An illustration of inconsistent remedies, of a sort where an election of the mode of redress will preclude the assertion of the diverse remedy, is where one action is founded upon the affirmance and the other upon the disaffirmance of a voidable contract of sale of property. In such a case, the deliberate assertion of one remedy would be tantamount to the abnegation or renunciation of the other. In other words, the act of deliberate choice of one mode of redress would not only be an affirmance of that remedy, but at the same time, and by the same act, a palpable disavowal or disaffirmance of the other. Connihan v.
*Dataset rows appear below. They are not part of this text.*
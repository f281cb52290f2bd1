//! Outbound webhook delivery

use crate::error::{ClientError, Result};
use reqwest::Client;
use serde::Serialize;
use std::time::Duration;
use tracing::debug;

/// Posts JSON payloads to a fixed URL
#[derive(Debug, Clone)]
pub struct WebhookClient {
    url: String,
    client: Client,
}

impl WebhookClient {
    /// Create a webhook client with a bounded request timeout
    pub fn new(url: impl Into<String>, timeout: Duration) -> Result<Self> {
        let url = url.into();
        if !url.starts_with("http://") && !url.starts_with("https://") {
            return Err(ClientError::InvalidRequest(format!(
                "webhook url must start with http:// or https://: {}",
                url
            )));
        }

        let client = Client::builder().timeout(timeout).build()?;
        Ok(Self { url, client })
    }

    pub fn url(&self) -> &str {
        &self.url
    }

    /// POST the payload as JSON
    pub async fn deliver<T: Serialize + ?Sized>(&self, payload: &T) -> Result<()> {
        let response = self.client.post(&self.url).json(payload).send().await?;
        let status = response.status();

        if !status.is_success() {
            return Err(ClientError::UnexpectedStatus {
                url: self.url.clone(),
                status: status.as_u16(),
            });
        }

        debug!("Delivered webhook to {}", self.url);
        Ok(())
    }
}
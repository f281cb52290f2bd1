//! Commands module
//!
//! Defines all CLI commands and their handlers.

mod backups;
mod deploy;
mod status;

pub use backups::BackupCommands;

use anyhow::Result;
use clap::Subcommand;
use stagehand_orchestrator::Orchestrator;

/// Top-level CLI commands
#[derive(Subcommand)]
pub enum Commands {
    /// Run the pipeline against an environment
    Deploy {
        /// Target environment; resolved from --branch or the default when omitted
        environment: Option<String>,

        /// Treat the run as a push to this branch
        #[arg(long, conflicts_with_all = ["pr", "schedule"])]
        branch: Option<String>,

        /// Validate a pull request (test, build and security only)
        #[arg(long, conflicts_with = "schedule")]
        pr: Option<u64>,

        /// Scheduled validation run (test, build and security only)
        #[arg(long)]
        schedule: bool,
    },
    /// Restore the latest backup of an environment
    Rollback {
        /// Environment to roll back (default: default_environment)
        #[arg(short, long)]
        environment: Option<String>,
    },
    /// Show active runs, latest results and backups per environment
    ///
    /// Read-only: interrupted runs are reported, not recovered.
    Status,
    /// Show finished runs, newest first
    History {
        #[arg(short, long, default_value = "10")]
        limit: usize,
    },
    /// Backup management
    Backups {
        #[command(subcommand)]
        command: BackupCommands,
    },
}

impl Commands {
    /// Whether the command may change live files, backups or busy markers
    ///
    /// Only these recover interrupted runs before running; the rest only read.
    pub fn mutates(&self) -> bool {
        match self {
            Commands::Deploy { .. } | Commands::Rollback { .. } => true,
            Commands::Backups { command } => matches!(command, BackupCommands::Prune { .. }),
            Commands::Status | Commands::History { .. } => false,
        }
    }
}

/// Handle a CLI command
///
/// Routes the command to the appropriate handler module.
///
/// # Arguments
/// * `command` - The command to execute
/// * `orchestrator` - Orchestrator built from the loaded settings
///
/// # Returns
/// The process exit code
pub async fn handle_command(command: Commands, orchestrator: &Orchestrator) -> Result<u8> {
    match command {
        Commands::Deploy {
            environment,
            branch,
            pr,
            schedule,
        } => {
            let target = deploy::Target {
                environment,
                branch,
                pr,
                schedule,
            };
            deploy::handle_deploy(target, orchestrator).await
        }
        Commands::Rollback { environment } => {
            deploy::handle_rollback(environment, orchestrator).await
        }
        Commands::Status => status::handle_status(orchestrator),
        Commands::History { limit } => status::handle_history(limit, orchestrator),
        Commands::Backups { command } => backups::handle_backup_command(command, orchestrator).await,
    }
}
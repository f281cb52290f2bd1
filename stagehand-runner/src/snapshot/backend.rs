//! Snapshot backends
//!
//! A backend moves bytes between the live directory and a snapshot
//! directory. The store decides which paths to move and when; the backend
//! decides how (plain copies here, copy-on-write or content-addressed
//! schemes elsewhere).

use std::io;
use std::path::Path;

use crate::fsutil;

pub trait SnapshotBackend: Send + Sync {
    /// Copies `live_root/rel` into `snapshot_root/rel`
    fn capture(&self, live_root: &Path, snapshot_root: &Path, rel: &Path) -> io::Result<()>;

    /// Replaces `live_root/rel` with `snapshot_root/rel`
    ///
    /// Must be idempotent: applying it twice yields the same live state.
    fn restore_path(&self, snapshot_root: &Path, live_root: &Path, rel: &Path) -> io::Result<()>;

    /// Deletes a snapshot directory and everything under it
    fn discard(&self, snapshot_root: &Path) -> io::Result<()>;
}

/// Recursive file copy backend
#[derive(Debug, Default, Clone, Copy)]
pub struct CopyBackend;

impl SnapshotBackend for CopyBackend {
    fn capture(&self, live_root: &Path, snapshot_root: &Path, rel: &Path) -> io::Result<()> {
        fsutil::copy_path(&live_root.join(rel), &snapshot_root.join(rel))
    }

    fn restore_path(&self, snapshot_root: &Path, live_root: &Path, rel: &Path) -> io::Result<()> {
        let src = snapshot_root.join(rel);
        if !fsutil::exists(&src) {
            return Err(io::Error::new(
                io::ErrorKind::NotFound,
                format!("{} missing from snapshot", rel.display()),
            ));
        }
        fsutil::replace_path(&src, &live_root.join(rel))
    }

    fn discard(&self, snapshot_root: &Path) -> io::Result<()> {
        fsutil::remove_path(snapshot_root)
    }
}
Thompson, 111 Mass. 270, 272. In such a case any decisive act of the party, with knowledge of his rights and of the facts, determines his election, and the institution of a suit or action, with a view to enforcing one of the two remedies, will suffice to establish the election. Robb v. Vos, 155 U.S. 13, 41-43, 15 S. Ct. 4, 39 L. Ed. 52.
It is now obvious that the remedies here under discussion are not of such a nature that the adoption of the one was the negation or repudiation of the other. They, in other words, are not so inconsistent that the institution of the suit to foreclose was a disaffirmance of the right to sue upon the note. The plaintiff simply has two coexisting remedies, with the right and privilege of choosing either mode of redress; but, when he makes his choice, the act of doing so cannot, in view of the character of the remedies, be construed or held to be a negation or disaffirmance of the other. So the remedies are not inconsistent in the sense that the adoption of the one will preclude resort to the other. What would be the effect, if the one adopted were carried to final determination, must be ascertained by what has preceded in the discussion of the Oregon cases.
The previous order overruling the demurrer will be recalled, and the demurrer will now be sustained.